[Material for the task]:
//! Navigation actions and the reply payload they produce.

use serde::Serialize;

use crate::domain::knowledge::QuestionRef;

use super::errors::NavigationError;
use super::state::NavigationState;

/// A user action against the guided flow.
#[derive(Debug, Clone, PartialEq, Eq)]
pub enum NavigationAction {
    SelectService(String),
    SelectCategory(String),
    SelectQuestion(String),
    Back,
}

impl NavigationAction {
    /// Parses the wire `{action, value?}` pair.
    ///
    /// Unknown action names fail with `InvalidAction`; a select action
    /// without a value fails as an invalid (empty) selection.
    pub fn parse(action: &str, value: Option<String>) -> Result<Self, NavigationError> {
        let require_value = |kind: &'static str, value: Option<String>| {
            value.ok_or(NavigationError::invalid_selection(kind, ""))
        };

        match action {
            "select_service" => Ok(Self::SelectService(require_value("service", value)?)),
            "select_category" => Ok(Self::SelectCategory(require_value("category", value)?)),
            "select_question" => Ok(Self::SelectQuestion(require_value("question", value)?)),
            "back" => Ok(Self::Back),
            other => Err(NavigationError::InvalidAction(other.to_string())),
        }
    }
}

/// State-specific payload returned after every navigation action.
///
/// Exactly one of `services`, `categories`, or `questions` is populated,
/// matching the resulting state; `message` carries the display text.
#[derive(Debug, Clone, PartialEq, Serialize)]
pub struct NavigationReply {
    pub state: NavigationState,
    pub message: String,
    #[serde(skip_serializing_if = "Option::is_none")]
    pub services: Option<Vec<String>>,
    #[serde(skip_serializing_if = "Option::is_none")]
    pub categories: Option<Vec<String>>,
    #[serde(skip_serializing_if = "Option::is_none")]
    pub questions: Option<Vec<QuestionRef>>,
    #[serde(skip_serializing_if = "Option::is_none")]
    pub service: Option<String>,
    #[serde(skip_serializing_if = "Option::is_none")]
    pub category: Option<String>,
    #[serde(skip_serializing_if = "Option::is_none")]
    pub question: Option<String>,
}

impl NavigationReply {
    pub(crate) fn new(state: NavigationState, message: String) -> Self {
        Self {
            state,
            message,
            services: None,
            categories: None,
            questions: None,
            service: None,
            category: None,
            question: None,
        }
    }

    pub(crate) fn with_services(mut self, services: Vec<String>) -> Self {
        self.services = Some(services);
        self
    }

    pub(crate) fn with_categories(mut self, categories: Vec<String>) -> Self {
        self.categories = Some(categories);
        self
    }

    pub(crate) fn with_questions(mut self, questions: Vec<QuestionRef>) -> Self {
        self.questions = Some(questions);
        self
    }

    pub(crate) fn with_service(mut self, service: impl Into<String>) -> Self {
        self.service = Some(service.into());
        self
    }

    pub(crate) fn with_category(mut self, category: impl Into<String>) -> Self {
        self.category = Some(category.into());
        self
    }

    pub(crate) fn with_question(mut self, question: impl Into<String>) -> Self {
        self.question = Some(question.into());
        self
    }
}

[Assigned task]:
Search the records line by line for the word "InvalidAction" and copy every line where it appears.

[Task response]:
    /// Unknown action names fail with `InvalidAction`; a select action
            other => Err(NavigationError::InvalidAction(other.to_string())),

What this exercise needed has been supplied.